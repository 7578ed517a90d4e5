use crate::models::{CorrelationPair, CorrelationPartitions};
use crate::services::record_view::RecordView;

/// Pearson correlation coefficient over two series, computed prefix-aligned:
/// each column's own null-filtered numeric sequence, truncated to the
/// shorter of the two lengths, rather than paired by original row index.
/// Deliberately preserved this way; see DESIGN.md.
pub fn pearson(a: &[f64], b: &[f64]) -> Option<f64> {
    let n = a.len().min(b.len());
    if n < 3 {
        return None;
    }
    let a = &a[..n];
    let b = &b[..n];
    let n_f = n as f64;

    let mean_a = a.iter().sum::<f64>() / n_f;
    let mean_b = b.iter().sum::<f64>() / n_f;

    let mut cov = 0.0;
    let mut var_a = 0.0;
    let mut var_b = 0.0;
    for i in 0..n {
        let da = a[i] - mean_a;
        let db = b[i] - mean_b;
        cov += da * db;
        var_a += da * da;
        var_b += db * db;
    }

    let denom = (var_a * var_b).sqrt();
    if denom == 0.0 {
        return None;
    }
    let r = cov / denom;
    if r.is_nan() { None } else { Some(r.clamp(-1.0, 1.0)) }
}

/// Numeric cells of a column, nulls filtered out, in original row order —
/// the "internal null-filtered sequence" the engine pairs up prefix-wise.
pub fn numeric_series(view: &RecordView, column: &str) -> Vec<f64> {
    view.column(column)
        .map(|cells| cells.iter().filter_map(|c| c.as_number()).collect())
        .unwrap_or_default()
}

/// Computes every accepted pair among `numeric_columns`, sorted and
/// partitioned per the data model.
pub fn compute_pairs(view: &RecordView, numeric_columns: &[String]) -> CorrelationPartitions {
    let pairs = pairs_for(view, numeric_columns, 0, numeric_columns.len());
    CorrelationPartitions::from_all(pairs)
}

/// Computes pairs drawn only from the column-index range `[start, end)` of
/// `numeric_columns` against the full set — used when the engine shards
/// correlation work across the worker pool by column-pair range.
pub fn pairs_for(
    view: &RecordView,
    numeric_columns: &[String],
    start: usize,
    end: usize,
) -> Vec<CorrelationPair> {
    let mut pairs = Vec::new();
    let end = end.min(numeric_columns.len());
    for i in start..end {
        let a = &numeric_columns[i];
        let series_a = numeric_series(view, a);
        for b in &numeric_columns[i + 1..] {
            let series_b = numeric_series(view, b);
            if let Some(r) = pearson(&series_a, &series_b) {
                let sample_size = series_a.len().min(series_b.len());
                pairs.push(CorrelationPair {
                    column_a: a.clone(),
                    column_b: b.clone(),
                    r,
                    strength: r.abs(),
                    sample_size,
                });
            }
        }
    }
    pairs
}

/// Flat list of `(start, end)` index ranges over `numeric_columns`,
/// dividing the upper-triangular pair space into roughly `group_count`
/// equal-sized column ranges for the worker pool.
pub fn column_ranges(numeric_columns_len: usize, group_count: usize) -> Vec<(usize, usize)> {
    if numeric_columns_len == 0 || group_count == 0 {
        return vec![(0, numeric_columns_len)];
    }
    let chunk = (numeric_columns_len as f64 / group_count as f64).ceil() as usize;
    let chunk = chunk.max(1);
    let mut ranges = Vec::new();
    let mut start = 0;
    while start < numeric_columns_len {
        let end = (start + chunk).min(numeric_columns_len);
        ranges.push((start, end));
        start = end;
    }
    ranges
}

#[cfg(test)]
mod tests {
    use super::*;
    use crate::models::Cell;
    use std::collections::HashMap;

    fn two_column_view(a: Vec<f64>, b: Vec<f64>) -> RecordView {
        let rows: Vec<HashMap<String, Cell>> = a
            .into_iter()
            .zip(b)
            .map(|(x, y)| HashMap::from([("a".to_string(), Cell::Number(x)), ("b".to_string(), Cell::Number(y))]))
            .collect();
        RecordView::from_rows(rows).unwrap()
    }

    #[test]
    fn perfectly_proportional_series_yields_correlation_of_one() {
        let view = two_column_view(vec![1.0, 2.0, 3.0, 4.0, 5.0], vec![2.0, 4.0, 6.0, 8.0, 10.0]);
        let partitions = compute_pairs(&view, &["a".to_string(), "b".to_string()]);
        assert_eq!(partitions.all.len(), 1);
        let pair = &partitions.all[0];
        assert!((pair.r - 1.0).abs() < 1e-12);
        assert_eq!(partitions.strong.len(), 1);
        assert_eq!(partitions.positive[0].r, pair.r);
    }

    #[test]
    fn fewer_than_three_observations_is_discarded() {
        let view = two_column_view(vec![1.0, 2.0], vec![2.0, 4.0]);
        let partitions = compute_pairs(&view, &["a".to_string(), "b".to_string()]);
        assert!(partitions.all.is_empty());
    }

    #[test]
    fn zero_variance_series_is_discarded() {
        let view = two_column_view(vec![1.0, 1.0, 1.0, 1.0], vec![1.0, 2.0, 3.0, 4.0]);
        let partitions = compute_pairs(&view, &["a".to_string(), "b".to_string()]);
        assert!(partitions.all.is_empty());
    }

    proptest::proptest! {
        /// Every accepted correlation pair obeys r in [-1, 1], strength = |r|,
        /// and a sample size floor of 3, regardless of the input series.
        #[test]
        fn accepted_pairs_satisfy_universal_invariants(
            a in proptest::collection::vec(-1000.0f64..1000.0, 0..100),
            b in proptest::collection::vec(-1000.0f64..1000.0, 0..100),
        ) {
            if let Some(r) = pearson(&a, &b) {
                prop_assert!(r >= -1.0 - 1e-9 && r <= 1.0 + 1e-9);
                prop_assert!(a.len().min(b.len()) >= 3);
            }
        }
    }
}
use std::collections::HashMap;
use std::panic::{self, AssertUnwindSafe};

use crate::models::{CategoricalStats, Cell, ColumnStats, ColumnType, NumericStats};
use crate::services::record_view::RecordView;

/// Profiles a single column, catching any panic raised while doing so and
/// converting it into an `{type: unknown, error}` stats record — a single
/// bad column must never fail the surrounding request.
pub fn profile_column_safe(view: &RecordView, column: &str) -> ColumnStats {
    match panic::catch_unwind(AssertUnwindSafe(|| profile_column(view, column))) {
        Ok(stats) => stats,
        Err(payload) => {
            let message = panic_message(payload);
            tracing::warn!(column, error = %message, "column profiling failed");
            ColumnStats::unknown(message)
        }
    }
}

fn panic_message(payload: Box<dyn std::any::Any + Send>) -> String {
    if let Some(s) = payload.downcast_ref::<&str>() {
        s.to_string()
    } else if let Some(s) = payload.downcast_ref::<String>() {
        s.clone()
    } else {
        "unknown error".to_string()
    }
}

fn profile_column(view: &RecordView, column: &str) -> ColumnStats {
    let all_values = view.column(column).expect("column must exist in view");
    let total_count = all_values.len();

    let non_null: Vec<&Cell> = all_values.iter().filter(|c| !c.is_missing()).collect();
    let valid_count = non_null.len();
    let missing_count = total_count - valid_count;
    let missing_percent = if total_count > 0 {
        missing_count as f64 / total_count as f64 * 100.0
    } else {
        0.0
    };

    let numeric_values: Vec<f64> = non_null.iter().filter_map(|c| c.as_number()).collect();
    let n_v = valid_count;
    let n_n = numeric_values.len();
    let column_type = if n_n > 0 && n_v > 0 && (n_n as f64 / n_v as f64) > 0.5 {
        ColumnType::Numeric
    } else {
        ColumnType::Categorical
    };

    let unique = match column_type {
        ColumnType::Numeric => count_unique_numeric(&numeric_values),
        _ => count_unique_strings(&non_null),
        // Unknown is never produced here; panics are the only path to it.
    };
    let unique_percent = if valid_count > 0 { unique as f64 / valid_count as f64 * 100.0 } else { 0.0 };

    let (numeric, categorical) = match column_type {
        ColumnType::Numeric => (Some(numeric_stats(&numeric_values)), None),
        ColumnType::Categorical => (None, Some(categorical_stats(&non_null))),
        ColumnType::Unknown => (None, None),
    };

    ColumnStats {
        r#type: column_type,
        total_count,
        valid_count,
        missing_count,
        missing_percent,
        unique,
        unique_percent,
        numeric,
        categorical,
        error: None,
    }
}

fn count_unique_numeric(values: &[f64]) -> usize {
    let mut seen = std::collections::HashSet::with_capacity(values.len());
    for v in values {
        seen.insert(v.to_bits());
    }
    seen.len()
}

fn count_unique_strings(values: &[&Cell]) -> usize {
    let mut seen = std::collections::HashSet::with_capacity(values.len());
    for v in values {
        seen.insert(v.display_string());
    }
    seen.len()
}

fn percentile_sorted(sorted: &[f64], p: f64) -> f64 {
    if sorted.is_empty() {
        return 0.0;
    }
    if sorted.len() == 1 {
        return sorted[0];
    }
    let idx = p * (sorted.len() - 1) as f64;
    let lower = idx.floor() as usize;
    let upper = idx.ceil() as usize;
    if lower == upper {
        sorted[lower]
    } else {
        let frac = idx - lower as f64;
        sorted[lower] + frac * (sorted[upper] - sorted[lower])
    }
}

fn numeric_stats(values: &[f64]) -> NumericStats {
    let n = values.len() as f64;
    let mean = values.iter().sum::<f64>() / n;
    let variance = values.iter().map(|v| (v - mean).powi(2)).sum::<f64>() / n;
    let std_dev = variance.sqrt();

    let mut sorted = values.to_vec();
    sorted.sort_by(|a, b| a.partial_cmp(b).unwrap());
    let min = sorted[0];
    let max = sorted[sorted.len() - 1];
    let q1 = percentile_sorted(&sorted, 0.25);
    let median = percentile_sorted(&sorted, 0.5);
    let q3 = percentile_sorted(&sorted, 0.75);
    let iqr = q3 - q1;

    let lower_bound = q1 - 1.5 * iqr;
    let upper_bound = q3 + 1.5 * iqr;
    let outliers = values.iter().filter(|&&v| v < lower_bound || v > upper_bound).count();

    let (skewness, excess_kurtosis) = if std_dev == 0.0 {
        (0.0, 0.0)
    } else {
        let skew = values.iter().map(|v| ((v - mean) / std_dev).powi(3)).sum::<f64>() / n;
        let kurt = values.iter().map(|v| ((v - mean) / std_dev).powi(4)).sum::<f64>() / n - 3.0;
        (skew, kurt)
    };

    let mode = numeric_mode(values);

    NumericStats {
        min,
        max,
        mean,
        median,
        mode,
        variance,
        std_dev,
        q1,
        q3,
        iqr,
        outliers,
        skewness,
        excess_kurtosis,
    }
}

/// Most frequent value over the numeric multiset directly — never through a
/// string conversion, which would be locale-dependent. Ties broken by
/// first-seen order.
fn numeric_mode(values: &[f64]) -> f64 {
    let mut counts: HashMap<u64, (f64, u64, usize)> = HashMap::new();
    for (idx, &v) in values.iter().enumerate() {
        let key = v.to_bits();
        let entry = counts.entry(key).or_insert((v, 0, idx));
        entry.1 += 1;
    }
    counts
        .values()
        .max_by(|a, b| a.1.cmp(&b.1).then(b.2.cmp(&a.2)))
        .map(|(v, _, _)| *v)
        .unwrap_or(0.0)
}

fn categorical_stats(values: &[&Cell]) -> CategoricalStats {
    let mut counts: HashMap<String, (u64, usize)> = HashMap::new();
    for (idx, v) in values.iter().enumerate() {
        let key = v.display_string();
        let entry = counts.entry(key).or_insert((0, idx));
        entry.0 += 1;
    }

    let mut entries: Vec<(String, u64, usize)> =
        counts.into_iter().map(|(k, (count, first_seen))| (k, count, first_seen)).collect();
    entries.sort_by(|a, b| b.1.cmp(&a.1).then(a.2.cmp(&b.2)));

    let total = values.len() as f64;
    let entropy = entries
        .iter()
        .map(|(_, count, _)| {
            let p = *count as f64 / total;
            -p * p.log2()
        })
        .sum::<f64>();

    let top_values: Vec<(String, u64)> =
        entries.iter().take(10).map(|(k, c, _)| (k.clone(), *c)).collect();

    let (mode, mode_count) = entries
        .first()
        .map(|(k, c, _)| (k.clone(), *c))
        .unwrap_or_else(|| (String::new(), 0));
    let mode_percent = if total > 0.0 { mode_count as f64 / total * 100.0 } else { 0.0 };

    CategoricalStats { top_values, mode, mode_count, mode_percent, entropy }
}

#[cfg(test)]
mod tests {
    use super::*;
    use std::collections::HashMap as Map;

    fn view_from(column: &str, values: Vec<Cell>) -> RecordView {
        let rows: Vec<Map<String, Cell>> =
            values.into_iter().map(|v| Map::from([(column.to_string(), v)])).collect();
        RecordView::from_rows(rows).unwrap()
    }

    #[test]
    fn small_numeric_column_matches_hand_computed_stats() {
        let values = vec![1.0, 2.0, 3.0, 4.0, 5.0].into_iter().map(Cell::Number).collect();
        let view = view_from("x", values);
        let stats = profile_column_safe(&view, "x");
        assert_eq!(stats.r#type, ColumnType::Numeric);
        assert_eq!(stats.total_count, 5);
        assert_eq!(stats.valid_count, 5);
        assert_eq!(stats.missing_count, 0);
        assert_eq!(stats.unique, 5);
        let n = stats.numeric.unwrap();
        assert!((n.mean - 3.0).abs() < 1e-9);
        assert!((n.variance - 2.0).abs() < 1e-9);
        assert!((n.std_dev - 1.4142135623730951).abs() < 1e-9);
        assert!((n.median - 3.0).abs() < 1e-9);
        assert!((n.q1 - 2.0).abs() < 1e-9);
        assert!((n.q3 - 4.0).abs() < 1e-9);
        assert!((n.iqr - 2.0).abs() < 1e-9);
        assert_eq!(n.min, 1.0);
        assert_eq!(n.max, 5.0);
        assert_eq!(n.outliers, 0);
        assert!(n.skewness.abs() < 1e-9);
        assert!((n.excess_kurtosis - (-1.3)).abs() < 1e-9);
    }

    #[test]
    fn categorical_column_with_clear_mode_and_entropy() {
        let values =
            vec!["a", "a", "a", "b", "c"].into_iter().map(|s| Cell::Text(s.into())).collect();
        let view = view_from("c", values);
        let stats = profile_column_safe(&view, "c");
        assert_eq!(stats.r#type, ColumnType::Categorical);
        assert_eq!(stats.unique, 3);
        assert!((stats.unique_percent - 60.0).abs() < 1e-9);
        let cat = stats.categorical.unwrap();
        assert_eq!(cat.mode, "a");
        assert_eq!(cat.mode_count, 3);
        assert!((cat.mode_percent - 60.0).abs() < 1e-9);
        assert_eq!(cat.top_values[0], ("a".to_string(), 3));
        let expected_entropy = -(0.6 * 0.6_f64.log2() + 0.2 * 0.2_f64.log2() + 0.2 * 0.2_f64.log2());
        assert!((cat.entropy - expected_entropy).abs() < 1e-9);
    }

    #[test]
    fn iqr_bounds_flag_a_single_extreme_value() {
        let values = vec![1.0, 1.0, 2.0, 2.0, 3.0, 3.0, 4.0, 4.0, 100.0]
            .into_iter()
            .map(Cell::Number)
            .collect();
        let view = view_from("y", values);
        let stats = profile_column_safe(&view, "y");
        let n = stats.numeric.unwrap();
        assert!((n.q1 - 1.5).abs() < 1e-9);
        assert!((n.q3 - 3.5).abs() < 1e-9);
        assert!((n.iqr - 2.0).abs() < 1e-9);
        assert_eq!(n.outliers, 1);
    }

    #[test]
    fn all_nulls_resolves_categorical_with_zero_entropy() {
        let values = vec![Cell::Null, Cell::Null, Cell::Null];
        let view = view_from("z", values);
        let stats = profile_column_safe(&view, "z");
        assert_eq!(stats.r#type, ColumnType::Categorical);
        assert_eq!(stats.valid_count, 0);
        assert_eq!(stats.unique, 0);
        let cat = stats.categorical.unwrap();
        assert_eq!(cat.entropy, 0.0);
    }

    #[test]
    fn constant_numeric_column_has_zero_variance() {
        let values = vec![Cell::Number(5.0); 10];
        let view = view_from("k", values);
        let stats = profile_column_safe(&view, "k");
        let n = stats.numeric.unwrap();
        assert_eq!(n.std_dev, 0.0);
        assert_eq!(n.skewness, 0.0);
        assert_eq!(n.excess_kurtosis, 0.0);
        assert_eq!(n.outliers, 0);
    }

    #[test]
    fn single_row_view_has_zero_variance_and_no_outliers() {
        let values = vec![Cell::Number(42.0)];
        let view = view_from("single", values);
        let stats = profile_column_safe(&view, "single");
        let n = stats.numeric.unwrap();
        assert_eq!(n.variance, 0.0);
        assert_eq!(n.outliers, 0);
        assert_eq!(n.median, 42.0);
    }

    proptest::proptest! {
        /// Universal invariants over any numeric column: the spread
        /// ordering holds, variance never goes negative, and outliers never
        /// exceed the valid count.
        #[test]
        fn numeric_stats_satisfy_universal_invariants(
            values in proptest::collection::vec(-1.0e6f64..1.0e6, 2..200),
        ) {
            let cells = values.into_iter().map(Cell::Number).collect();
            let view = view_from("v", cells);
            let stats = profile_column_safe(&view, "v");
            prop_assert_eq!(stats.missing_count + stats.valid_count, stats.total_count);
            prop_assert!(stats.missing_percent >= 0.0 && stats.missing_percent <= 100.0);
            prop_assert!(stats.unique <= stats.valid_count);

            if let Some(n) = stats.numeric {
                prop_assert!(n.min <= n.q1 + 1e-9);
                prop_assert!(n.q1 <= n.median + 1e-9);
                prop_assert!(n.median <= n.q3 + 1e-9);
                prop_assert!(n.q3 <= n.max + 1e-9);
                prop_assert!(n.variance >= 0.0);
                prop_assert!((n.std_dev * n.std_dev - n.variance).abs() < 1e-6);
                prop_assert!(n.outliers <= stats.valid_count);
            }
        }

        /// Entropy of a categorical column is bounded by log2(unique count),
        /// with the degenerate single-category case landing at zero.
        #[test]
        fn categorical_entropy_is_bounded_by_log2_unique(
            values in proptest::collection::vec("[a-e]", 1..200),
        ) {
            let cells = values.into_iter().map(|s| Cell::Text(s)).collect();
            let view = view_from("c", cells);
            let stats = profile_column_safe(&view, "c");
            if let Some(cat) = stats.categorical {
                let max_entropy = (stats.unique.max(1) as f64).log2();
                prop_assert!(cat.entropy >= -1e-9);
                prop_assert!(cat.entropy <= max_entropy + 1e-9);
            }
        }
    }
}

Goal of the exercise: Could you please find every line of the listing above holding the string "Text" and copy it?

Response to this exercise:
            vec!["a", "a", "a", "b", "c"].into_iter().map(|s| Cell::Text(s.into())).collect();
            let cells = values.into_iter().map(|s| Cell::Text(s)).collect();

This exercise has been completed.